Scientific classification
- Kingdom: Animalia
- Phylum: Chordata
- Class: Actinopterygii
- Order: Lophiiformes
- Family: Linophrynidae
- Genus: Photocorynus Regan, 1925
- Species: P. spiniceps
- Binomial name: Photocorynus spiniceps Regan, 1925

= Photocorynus =

- Authority: Regan, 1925
- Conservation status: LC
- Parent authority: Regan, 1925

Species of fish

Photocorynus is a monospecific genus of marine ray-finned fish belonging to the family Linophrynidae, the leftvents. The only species in the genus is Photocorynus spiniceps.

Photocorynus was first proposed as a genus in 1925 by the English ichthyologist Charles Tate Regan when he described its only species, P. spiniceps. The holotype of P. spiniceps was collected by the Danish research vessel Dana from the Gulf of Panama at 7°15'N, 78°54'W, from a depth of around 1250 m. The 5th edition of Fishes of the World classifies this taxon in the family Linophrynidae, within the suborder Ceratioidei, the deep sea anglerfishes, of the anglerfish order Lophiiformes.

Photocorynus means "light club", an allusion to the bioluminescent sac at the end of the short, club-like illicium. The specific name, spiniceps, means "spiny head", a reference to the robust spines on the sphenotic bone.

The known mature male individuals are 6.2–7.3 mm, smaller than any other mature fish and vertebrate; the females, however, reach a significantly larger size of up to 50.5 mm. Numerous fish species have both sexes reaching maturity below 20 mm.

Photocorynus spiniceps has a circumglobal distribution in the Atlantic and Pacific Oceans.
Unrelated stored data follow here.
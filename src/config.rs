//! Connection settings for the deployment server.
//!
//! Values come from the global flags, which fall back to `OCTOPUS_URL`, `OCTOPUS_API_KEY` and
//! `OCTOPUS_SPACE`. Nothing is persisted.
use thiserror::Error;
use url::Url;

use crate::args;

pub const DEFAULT_SPACE: &str = "Spaces-1";

#[derive(Debug, Error, PartialEq, Eq)]
pub enum ConfigError {
    #[error("no server URL configured; pass --server or set OCTOPUS_URL")]
    MissingServer,
    #[error("invalid server URL \"{url}\": {reason}")]
    InvalidServer { url: String, reason: String },
    #[error("no API key configured; pass --api-key or set OCTOPUS_API_KEY")]
    MissingApiKey,
}

#[derive(Debug, Clone, PartialEq, Eq)]
pub struct ServerConfig {
    pub url: Url,
    pub api_key: String,
    pub space: String,
}

impl TryFrom<&args::GlobalArgs> for ServerConfig {
    type Error = ConfigError;

    fn try_from(args: &args::GlobalArgs) -> Result<Self, Self::Error> {
        let server = args
            .server
            .as_deref()
            .map(str::trim)
            .filter(|server| !server.is_empty())
            .ok_or(ConfigError::MissingServer)?;

        let url = Url::parse(server).map_err(|e| ConfigError::InvalidServer {
            url: server.to_string(),
            reason: e.to_string(),
        })?;

        if !matches!(url.scheme(), "http" | "https") {
            return Err(ConfigError::InvalidServer {
                url: server.to_string(),
                reason: format!("unsupported scheme \"{}\"", url.scheme()),
            });
        }

        let api_key = args
            .api_key
            .as_deref()
            .map(str::trim)
            .filter(|key| !key.is_empty())
            .ok_or(ConfigError::MissingApiKey)?
            .to_string();

        let space = match args.space.trim() {
            "" => DEFAULT_SPACE.to_string(),
            space => space.to_string(),
        };

        Ok(ServerConfig {
            url,
            api_key,
            space,
        })
    }
}
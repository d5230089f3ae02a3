//! Validator for release version strings.

use anyhow::Result;

use crate::{
    interaction::{InputValidator, InputValidatorResult},
    overrides::is_valid_version,
};

/// Validator for release version strings.
///
/// Blank input is accepted so the prompt falls back to its default (the server's next version
/// increment). Anything else has to look like a version number, e.g. `1.2.3` or `1.2.3-beta.1`.
#[derive(Clone)]
pub struct ReleaseVersionValidator;

impl InputValidator for ReleaseVersionValidator {
    fn validate(&self, input: &str) -> Result<InputValidatorResult> {
        let input = input.trim();
        if input.is_empty() || is_valid_version(input) {
            return Ok(InputValidatorResult::Valid);
        }

        Ok(InputValidatorResult::Invalid(format!(
            "\"{input}\" is not a valid release version"
        )))
    }
}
In the Atlantic Ocean it has been recorded from both sides between 32°N and 13°S. In the Pacific it has been recorded from Japan, Hawaii and the Gulf of Panama. Specimens have been taken from depths between 990 and 1,420 m.
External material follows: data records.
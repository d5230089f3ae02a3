//! Payloads exchanged with the deployment server's REST API.
//!
//! Resource models use the server's PascalCase field names; the `releases/create/v1` command
//! endpoint uses camelCase.
use std::fmt::Display;

use serde::{Deserialize, Serialize};

/// A page of resources.
#[derive(Clone, Debug, PartialEq, Deserialize)]
#[serde(rename_all = "PascalCase")]
pub struct Resources<T> {
    #[serde(default = "Vec::new")]
    pub items: Vec<T>,
}

#[derive(Clone, Debug, Default, PartialEq, Eq, Deserialize)]
#[serde(rename_all = "PascalCase")]
pub struct PersistenceSettings {
    #[serde(default)]
    pub default_branch: Option<String>,
}

#[derive(Clone, Debug, PartialEq, Eq, Deserialize)]
#[serde(rename_all = "PascalCase")]
pub struct Project {
    pub id: String,
    pub name: String,
    #[serde(default)]
    pub slug: String,
    #[serde(default)]
    pub is_version_controlled: bool,
    #[serde(default)]
    pub persistence_settings: Option<PersistenceSettings>,
    /// Not inlined for version-controlled projects; see [`DeploymentSettings`].
    #[serde(default)]
    pub versioning_strategy: Option<VersioningStrategy>,
}

impl Project {
    /// The branch used to load the deployment process of a version-controlled project.
    pub fn default_branch(&self) -> Option<&str> {
        self.persistence_settings
            .as_ref()
            .and_then(|settings| settings.default_branch.as_deref())
    }
}

/// How release versions are chosen.
///
/// Without a donor package the server's template is used, see
/// [`DeploymentProcessTemplate::next_version_increment`].
#[derive(Clone, Debug, Default, PartialEq, Eq, Deserialize)]
#[serde(rename_all = "PascalCase")]
pub struct VersioningStrategy {
    #[serde(default)]
    pub donor_package: Option<ActionPackage>,
}

#[derive(Clone, Debug, Default, PartialEq, Eq, Deserialize)]
#[serde(rename_all = "PascalCase")]
pub struct DeploymentSettings {
    #[serde(default)]
    pub versioning_strategy: Option<VersioningStrategy>,
}

/// A branch or tag of a version-controlled project's repository.
#[derive(Clone, Debug, PartialEq, Eq, Deserialize)]
#[serde(rename_all = "PascalCase")]
pub struct GitReference {
    pub name: String,
    pub canonical_name: String,
}

/// A (step, package reference) pair a channel rule or versioning strategy points at.
#[derive(Clone, Debug, Default, PartialEq, Eq, Deserialize)]
#[serde(rename_all = "PascalCase")]
pub struct ActionPackage {
    pub deployment_action: String,
    #[serde(default)]
    pub package_reference: String,
}

#[derive(Clone, Debug, Default, PartialEq, Eq, Deserialize)]
#[serde(rename_all = "PascalCase")]
pub struct ChannelRule {
    #[serde(default)]
    pub action_packages: Vec<ActionPackage>,
    #[serde(default)]
    pub version_range: String,
    #[serde(default)]
    pub tag: String,
}

#[derive(Clone, Debug, PartialEq, Eq, Deserialize)]
#[serde(rename_all = "PascalCase")]
pub struct Channel {
    pub id: String,
    pub name: String,
    #[serde(default)]
    pub rules: Vec<ChannelRule>,
}

impl Display for Channel {
    fn fmt(&self, f: &mut std::fmt::Formatter<'_>) -> std::fmt::Result {
        write!(f, "{}", self.name)
    }
}

/// A package referenced by a deployment process step, as described by the release template.
#[derive(Clone, Debug, Default, PartialEq, Eq, Deserialize)]
#[serde(rename_all = "PascalCase")]
pub struct ReleaseTemplatePackage {
    pub action_name: String,
    #[serde(rename = "PackageId")]
    pub package_id: String,
    #[serde(default)]
    pub package_reference_name: String,
    #[serde(rename = "FeedId", default)]
    pub feed_id: String,
    #[serde(default)]
    pub is_resolvable: bool,
    #[serde(default)]
    pub fixed_version: Option<String>,
}

impl ReleaseTemplatePackage {
    pub fn has_fixed_version(&self) -> bool {
        self.fixed_version.as_deref().is_some_and(|v| !v.is_empty())
    }
}

#[derive(Clone, Debug, Default, PartialEq, Eq, Deserialize)]
#[serde(rename_all = "PascalCase")]
pub struct ReleaseTemplateGitResource {
    pub action_name: String,
    #[serde(default)]
    pub name: String,
    #[serde(default)]
    pub default_branch: String,
    #[serde(default)]
    pub repository_uri: String,
}

#[derive(Clone, Debug, Default, PartialEq, Eq, Deserialize)]
#[serde(rename_all = "PascalCase")]
pub struct DeploymentProcessTemplate {
    #[serde(default)]
    pub next_version_increment: String,
    #[serde(default)]
    pub packages: Vec<ReleaseTemplatePackage>,
    #[serde(default)]
    pub git_resources: Vec<ReleaseTemplateGitResource>,
}

#[derive(Clone, Debug, PartialEq, Eq, Deserialize)]
#[serde(rename_all = "PascalCase")]
pub struct Feed {
    pub id: String,
    #[serde(default)]
    pub name: String,
}

#[derive(Clone, Debug, PartialEq, Eq, Deserialize)]
#[serde(rename_all = "PascalCase")]
pub struct PackageVersion {
    pub version: String,
    #[serde(rename = "PackageId", default)]
    pub package_id: String,
}

/// Query for the best available version of a package in a feed.
#[derive(Clone, Debug, Default, PartialEq, Eq, Hash)]
pub struct PackageVersionQuery {
    pub package_id: String,
    pub take: u32,
    pub version_range: Option<String>,
    pub pre_release_tag: Option<String>,
}

impl PackageVersionQuery {
    pub fn latest(package_id: impl Into<String>) -> Self {
        Self {
            package_id: package_id.into(),
            take: 1,
            ..Default::default()
        }
    }

    /// Query string parameters, omitting unset filters.
    pub fn to_query_pairs(&self) -> Vec<(&'static str, String)> {
        let mut pairs = vec![
            ("packageId", self.package_id.clone()),
            ("take", self.take.to_string()),
        ];
        if let Some(version_range) = &self.version_range {
            pairs.push(("versionRange", version_range.clone()));
        }
        if let Some(pre_release_tag) = &self.pre_release_tag {
            pairs.push(("preReleaseTag", pre_release_tag.clone()));
        }
        pairs
    }
}

/// Body of `POST /api/{space}/releases/create/v1`.
#[derive(Clone, Debug, Default, PartialEq, Eq, Serialize)]
#[serde(rename_all = "camelCase")]
pub struct CreateReleaseCommand {
    pub space_id_or_name: String,
    pub project_name: String,
    #[serde(skip_serializing_if = "String::is_empty")]
    pub channel_name: String,
    #[serde(skip_serializing_if = "String::is_empty")]
    pub release_version: String,
    #[serde(skip_serializing_if = "String::is_empty")]
    pub package_version: String,
    #[serde(skip_serializing_if = "Vec::is_empty")]
    pub packages: Vec<String>,
    #[serde(skip_serializing_if = "Vec::is_empty")]
    pub git_resources: Vec<String>,
    #[serde(skip_serializing_if = "String::is_empty")]
    pub git_ref: String,
    #[serde(skip_serializing_if = "String::is_empty")]
    pub git_commit: String,
    #[serde(skip_serializing_if = "String::is_empty")]
    pub release_notes: String,
    pub ignore_if_already_exists: bool,
    pub ignore_channel_rules: bool,
}

#[derive(Clone, Debug, PartialEq, Eq, Serialize, Deserialize)]
#[serde(rename_all = "camelCase")]
pub struct CreateReleaseResponse {
    pub release_id: String,
    pub release_version: String,
}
Like most other deepsea anglerfishes, Photocorynus spiniceps lures its prey into striking range using a bioluminescent sac at the end of an illicium, the highly modified first ray of the dorsal fin, and swallows the prey whole with the help of a distending jaw and a similarly distending stomach. Its prey can sometimes be as big as their own bodies. The male spends its life fused to its much larger female counterpart, therefore effectively turning her into a hermaphrodite. The male has to bite the female in order to spend the rest of its life fused together.

While the female takes care of swimming and eating, the male, with a large proportion of its body consisting of testes, is charged with the task of aiding reproduction.